As highlighted by recent technical briefs, any workable deal must respect the distinction between Iran’s civilian nuclear rights and the military red lines drawn by Washington and Tel Aviv. Enrichment for energy, medical, or research use is legally and technically permissible. What must be restricted—and verifiably so—is any capability for weaponization. The civilian-military distinction must become the backbone of any technical framework.
While some U.S. voices continue to demand the elimination of Iran’s entire nuclear infrastructure, this stance lacks precedent or technical feasibility. The knowledge cannot be undone; dismantling the physical network would be symbolic at best and provocation at worst. Iran’s Supreme Leader’s refusal to permit program elimination stems from rational technical and strategic concerns, chief among them, preserving energy independence and hedging against repeat U.S. withdrawals.
Instead of chasing the illusion of zero enrichment, negotiators must focus on three core principles: verifiability, specificity, and phased benefit. Iran is more likely to accept ceilings (e.g., 3.67% enrichment, centrifuge limitations, capped stockpile sizes) with a robust IAEA verification layer than to yield to blanket disarmament demands.
From the Western side, a technically viable economic incentive package is essential. Precision, not promises, is what will unlock Iranian engagement. Each verified stage must be tied to a defined tranche of economic relief, frozen asset access, and safe banking protocols.
To support this, a detailed global survey of compliance officers should be urgently conducted to identify the structural fears within major financial institutions regarding exposure to Iran. Such a survey would help illuminate the major operational and legal risk points, including:
- FATF non-compliance continues to pose reputational and procedural hurdles.

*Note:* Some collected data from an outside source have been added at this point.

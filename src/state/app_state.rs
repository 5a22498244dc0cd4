// Application state management
// Contains the per-browser sessions and the page state each one carries

use crate::agents::AgentDialogState;
use crate::pages::{LoginPageState, SettingsPageState};
use chrono::{DateTime, Utc};
use std::collections::HashMap;
use std::sync::Arc;
use std::time::Duration;
use tokio::sync::Mutex;
use tracing::debug;
use uuid::Uuid;

/// Sessions untouched for this long are dropped
pub const DEFAULT_SESSION_IDLE_TIMEOUT: Duration = Duration::from_secs(60 * 60);

/// Unique identifier for a browser session
pub type SessionId = String;

/// A session shared between concurrent requests
///
/// The mutex serializes handlers of one session without blocking others.
pub type SharedSession = Arc<Mutex<Session>>;

/// State of one browser session
///
/// Lives only in memory; page state is reset after each save or cancel.
#[derive(Debug, Clone)]
pub struct Session {
    /// Logged-in username, empty when anonymous
    pub current_username: String,
    /// Raw agent settings text of the logged-in user
    pub agent_settings: String,
    /// API key edited on the settings page
    pub api_key: String,
    /// API key section is disabled when Vertex AI is used
    pub uses_vertex_ai: bool,
    /// Add-agent dialog on the agent list page
    pub agent_dialog: AgentDialogState,
    /// Login/register page
    pub login_page: LoginPageState,
    /// Settings page
    pub settings_page: SettingsPageState,
}

impl Session {
    /// Create an anonymous session
    pub fn new(api_key: String, uses_vertex_ai: bool) -> Self {
        Self {
            current_username: String::new(),
            agent_settings: String::new(),
            api_key,
            uses_vertex_ai,
            agent_dialog: AgentDialogState::default(),
            login_page: LoginPageState::default(),
            settings_page: SettingsPageState::default(),
        }
    }

    /// Whether a user is logged in
    pub fn is_logged_in(&self) -> bool {
        !self.current_username.is_empty()
    }
}

#[derive(Debug)]
struct SessionEntry {
    session: SharedSession,
    last_seen: DateTime<Utc>,
}

/// Main application state
/// Registry of live sessions plus the defaults new sessions start from
#[derive(Debug)]
pub struct AppState {
    /// Live sessions (id -> session)
    sessions: HashMap<SessionId, SessionEntry>,
    /// API key copied into new sessions
    default_api_key: String,
    /// Vertex AI mode copied into new sessions
    uses_vertex_ai: bool,
    /// Idle time after which a session is dropped
    idle_timeout: Duration,
}

impl Default for AppState {
    fn default() -> Self {
        Self::with_auth(String::new(), false)
    }
}

impl AppState {
    /// Create an empty application state
    pub fn new() -> Self {
        Self::default()
    }

    /// Create an application state whose sessions start with the given key settings
    pub fn with_auth(default_api_key: String, uses_vertex_ai: bool) -> Self {
        Self {
            sessions: HashMap::new(),
            default_api_key,
            uses_vertex_ai,
            idle_timeout: DEFAULT_SESSION_IDLE_TIMEOUT,
        }
    }

    /// Set how long a session may sit unused before it is dropped
    pub fn with_idle_timeout(mut self, idle_timeout: Duration) -> Self {
        self.idle_timeout = idle_timeout;
        self
    }

    /// Issue a new anonymous session and return its id
    ///
    /// Expired sessions are pruned first.
    pub fn create_session(&mut self) -> SessionId {
        self.create_session_at(Utc::now())
    }

    fn create_session_at(&mut self, now: DateTime<Utc>) -> SessionId {
        self.prune_expired(now);

        let id = Uuid::new_v4().to_string();
        let session = Session::new(self.default_api_key.clone(), self.uses_vertex_ai);
        self.sessions.insert(
            id.clone(),
            SessionEntry {
                session: Arc::new(Mutex::new(session)),
                last_seen: now,
            },
        );
        id
    }

    /// Get a session by id and mark it as used
    ///
    /// An expired session is dropped and reported as missing.
    pub fn session(&mut self, id: &str) -> Option<SharedSession> {
        self.session_at(id, Utc::now())
    }

    fn session_at(&mut self, id: &str, now: DateTime<Utc>) -> Option<SharedSession> {
        let idle_timeout = self.idle_timeout;
        let entry = self.sessions.get_mut(id)?;
        if is_expired(entry.last_seen, now, idle_timeout) {
            self.sessions.remove(id);
            debug!(session_id = %id, "Session expired");
            return None;
        }
        entry.last_seen = now;
        Some(entry.session.clone())
    }

    fn prune_expired(&mut self, now: DateTime<Utc>) {
        let idle_timeout = self.idle_timeout;
        let before = self.sessions.len();
        self.sessions
            .retain(|_, entry| !is_expired(entry.last_seen, now, idle_timeout));
        let pruned = before - self.sessions.len();
        if pruned > 0 {
            debug!(pruned, "Pruned expired sessions");
        }
    }

    /// Drop a session
    /// Returns true if the session existed
    pub fn remove_session(&mut self, id: &str) -> bool {
        self.sessions.remove(id).is_some()
    }

    /// Number of live sessions
    pub fn session_count(&self) -> usize {
        self.sessions.len()
    }
}

fn is_expired(last_seen: DateTime<Utc>, now: DateTime<Utc>, idle_timeout: Duration) -> bool {
    // A clock step backwards yields a negative span, which never expires
    (now - last_seen)
        .to_std()
        .map(|idle| idle > idle_timeout)
        .unwrap_or(false)
}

A clear Iranian roadmap to re-engage with FATF standards will be critical.
- SWIFT reintegration for designated Iranian financial institutions, viewed as a hard operational precondition by many global banks.
- USD U-turn restrictions, which block even indirect transaction flows through the U.S. system, exploring exemptions or the development of non-USD trade infrastructure would be central to any long-term engagement.

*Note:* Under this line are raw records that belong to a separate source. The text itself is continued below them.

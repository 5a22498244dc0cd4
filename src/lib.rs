//! Agent Console Library
//!
//! This library exposes modules for testing and external use.
//! The main binary is in `src/main.rs`.

pub mod agents;
pub mod api;
pub mod config;
pub mod error;
pub mod pages;
/// Browser session management
///
/// Handles per-session login state and page state.
pub mod state;
pub mod users;
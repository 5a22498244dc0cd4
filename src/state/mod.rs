// State management module
// Handles browser sessions and the page state they carry

/// Session registry and per-session page state
pub mod app_state;

pub use app_state::{AppState, Session, SessionId, SharedSession};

Examples of mitigation tools that could be tested and refined through such a survey include:
- Strategic Investment Guarantee Zones (SIGZs) under OFAC and EU endorsement.
- Jointly Seeded Tiered Risk Participation Fund (TRPF) backed only by agreement signatories.
- Independent Arbitration Panels with jurisdiction recognized by all parties.
- Dual Escrow Accounts offering project-level control.
- Parallel U.S./EU Compliance Monitoring to replace unilateral ambiguity.
- IMF/Third-Party Monitoring of Funds to ensure integrity.
- Snapback Protection Clauses shield pre-committed capital.
- Sector-Limited Engagement to minimize reputational and policy risk.
- Technical specificity in defining acceptable enrichment and verification milestones.
- Infrastructure clarity on FATF, SWIFT, and payment channels.

These instruments are not yet tested at scale, but they provide a concrete basis for discussion. It is now up to negotiators and stakeholders to validate, refine, and adopt what is legally and politically feasible. The time for conceptual debate is over.
In Muscat, it’s not diplomacy on the nuclear file alone that will save the day—it’s clarity on meaningful, early, and viable benefits to the Iranian economy. Without removing the persistent fear of sudden reversals, there can be no lasting trust and no lasting deal. That is the key detail.